[What the task asks] Across the entries below, how many lines include "tokio"? Give the number and nothing else.

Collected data
-- Opening Marker --

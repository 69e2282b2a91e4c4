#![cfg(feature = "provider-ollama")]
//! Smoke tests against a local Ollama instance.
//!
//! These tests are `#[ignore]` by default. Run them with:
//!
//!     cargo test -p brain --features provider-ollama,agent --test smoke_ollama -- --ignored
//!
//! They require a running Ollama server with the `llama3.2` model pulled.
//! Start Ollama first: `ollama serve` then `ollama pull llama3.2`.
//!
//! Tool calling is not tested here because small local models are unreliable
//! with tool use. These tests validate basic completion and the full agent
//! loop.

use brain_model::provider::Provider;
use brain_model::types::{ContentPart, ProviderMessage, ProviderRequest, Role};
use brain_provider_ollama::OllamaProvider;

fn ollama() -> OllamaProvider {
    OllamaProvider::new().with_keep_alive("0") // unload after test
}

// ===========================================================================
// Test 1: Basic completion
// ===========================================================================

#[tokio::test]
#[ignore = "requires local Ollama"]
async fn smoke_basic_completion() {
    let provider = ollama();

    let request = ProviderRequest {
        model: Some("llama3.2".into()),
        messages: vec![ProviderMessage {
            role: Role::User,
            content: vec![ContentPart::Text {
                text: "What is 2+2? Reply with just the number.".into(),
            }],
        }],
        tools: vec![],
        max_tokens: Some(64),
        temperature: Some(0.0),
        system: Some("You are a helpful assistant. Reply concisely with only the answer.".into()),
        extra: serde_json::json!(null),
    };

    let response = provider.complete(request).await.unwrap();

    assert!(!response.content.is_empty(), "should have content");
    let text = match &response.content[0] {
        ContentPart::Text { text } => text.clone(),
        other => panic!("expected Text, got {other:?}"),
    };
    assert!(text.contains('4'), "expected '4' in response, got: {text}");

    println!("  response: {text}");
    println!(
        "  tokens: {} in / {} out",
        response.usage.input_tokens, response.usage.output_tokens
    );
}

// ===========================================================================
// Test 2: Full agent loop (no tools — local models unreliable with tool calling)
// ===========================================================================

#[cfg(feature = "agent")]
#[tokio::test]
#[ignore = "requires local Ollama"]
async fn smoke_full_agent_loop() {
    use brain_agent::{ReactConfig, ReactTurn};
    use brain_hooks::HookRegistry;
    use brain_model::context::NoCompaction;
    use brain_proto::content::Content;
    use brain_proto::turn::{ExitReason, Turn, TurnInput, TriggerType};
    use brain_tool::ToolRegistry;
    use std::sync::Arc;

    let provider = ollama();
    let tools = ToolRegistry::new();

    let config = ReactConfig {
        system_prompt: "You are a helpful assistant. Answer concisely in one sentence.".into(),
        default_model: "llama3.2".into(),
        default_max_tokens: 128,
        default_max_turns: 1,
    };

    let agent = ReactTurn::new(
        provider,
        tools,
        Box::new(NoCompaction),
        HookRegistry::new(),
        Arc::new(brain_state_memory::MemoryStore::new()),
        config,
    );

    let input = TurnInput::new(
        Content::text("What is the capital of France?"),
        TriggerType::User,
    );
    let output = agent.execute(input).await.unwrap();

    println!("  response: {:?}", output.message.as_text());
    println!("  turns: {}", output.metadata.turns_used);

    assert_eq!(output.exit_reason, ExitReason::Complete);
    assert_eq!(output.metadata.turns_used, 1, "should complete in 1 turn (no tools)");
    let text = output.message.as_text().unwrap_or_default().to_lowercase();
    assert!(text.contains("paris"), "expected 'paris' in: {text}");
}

-- Closing Marker --
-- Opening Marker --

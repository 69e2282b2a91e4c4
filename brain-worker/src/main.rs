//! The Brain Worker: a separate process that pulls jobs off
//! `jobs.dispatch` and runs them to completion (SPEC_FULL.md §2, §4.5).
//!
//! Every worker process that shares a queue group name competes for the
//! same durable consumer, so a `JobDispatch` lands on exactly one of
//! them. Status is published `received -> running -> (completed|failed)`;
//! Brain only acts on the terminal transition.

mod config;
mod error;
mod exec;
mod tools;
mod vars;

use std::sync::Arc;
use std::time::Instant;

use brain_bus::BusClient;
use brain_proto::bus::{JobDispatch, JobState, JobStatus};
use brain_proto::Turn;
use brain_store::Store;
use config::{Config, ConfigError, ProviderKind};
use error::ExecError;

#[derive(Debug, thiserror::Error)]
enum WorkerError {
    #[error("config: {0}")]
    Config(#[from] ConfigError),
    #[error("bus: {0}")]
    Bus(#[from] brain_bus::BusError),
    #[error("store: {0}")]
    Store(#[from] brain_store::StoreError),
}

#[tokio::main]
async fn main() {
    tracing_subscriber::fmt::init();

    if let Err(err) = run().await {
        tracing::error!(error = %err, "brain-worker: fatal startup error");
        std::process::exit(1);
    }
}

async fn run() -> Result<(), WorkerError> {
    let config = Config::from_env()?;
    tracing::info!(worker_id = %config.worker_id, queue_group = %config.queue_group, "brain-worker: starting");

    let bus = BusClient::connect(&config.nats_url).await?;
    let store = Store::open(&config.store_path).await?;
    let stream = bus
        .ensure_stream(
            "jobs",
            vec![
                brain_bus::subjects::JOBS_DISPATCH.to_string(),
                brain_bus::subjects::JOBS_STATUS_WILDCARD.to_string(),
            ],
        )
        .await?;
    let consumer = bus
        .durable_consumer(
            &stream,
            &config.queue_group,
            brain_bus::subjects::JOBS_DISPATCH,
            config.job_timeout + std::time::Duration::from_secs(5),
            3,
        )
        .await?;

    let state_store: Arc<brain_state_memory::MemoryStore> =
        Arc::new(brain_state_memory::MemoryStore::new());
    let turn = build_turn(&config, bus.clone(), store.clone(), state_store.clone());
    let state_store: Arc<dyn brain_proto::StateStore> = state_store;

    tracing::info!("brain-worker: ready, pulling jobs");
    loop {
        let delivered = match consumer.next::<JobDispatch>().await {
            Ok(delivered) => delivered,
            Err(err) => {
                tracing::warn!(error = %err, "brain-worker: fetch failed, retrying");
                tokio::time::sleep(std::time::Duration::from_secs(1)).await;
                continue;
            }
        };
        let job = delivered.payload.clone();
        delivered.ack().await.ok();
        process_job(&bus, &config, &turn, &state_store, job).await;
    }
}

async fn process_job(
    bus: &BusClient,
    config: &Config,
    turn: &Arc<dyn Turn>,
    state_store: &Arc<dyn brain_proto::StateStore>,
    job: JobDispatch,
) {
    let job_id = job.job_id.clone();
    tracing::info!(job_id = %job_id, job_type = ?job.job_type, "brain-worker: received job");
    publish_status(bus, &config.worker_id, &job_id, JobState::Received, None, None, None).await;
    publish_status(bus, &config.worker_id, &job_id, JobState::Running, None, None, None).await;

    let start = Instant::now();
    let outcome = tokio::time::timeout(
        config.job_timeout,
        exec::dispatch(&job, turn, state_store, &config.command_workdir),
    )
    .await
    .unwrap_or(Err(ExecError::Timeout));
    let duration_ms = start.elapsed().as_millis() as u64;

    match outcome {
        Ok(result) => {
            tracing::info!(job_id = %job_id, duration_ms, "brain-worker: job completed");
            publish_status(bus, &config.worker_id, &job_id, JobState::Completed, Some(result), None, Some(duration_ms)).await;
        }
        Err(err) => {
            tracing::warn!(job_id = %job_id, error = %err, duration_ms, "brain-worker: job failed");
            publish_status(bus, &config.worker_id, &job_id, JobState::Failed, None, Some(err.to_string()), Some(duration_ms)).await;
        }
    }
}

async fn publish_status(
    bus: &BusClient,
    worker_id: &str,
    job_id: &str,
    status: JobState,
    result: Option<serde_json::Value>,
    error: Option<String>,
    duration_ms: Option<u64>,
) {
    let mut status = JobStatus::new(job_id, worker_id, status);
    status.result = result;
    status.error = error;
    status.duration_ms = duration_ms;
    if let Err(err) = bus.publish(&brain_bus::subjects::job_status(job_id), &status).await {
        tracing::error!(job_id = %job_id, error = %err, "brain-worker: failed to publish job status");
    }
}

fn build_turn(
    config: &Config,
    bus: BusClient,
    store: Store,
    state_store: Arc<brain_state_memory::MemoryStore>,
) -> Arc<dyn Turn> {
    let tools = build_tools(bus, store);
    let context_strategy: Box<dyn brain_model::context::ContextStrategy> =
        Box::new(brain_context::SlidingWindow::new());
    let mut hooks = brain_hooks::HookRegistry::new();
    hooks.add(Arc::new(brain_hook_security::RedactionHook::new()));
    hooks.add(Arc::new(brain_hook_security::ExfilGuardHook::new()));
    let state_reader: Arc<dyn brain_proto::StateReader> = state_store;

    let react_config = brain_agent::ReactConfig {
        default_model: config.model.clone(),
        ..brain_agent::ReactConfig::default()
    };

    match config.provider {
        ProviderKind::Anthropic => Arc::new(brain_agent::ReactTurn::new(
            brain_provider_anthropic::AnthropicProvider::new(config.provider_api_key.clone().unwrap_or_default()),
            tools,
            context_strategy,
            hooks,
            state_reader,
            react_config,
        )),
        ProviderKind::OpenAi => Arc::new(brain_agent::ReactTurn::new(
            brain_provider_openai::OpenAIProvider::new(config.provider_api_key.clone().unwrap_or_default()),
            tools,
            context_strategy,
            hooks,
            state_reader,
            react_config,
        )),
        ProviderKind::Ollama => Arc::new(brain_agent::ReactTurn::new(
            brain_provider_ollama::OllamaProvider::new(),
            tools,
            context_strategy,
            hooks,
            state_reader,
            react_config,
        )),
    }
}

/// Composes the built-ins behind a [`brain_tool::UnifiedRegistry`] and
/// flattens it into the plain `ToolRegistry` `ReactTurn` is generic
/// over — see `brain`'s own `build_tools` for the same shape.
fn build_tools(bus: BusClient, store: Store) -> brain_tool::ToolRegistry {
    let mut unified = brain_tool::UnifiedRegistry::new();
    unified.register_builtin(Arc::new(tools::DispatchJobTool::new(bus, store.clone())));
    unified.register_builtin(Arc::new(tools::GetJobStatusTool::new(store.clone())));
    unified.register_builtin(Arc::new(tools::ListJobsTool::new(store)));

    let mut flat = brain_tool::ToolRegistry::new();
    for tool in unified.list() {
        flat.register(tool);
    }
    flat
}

-- Closing Marker --

[Response] 5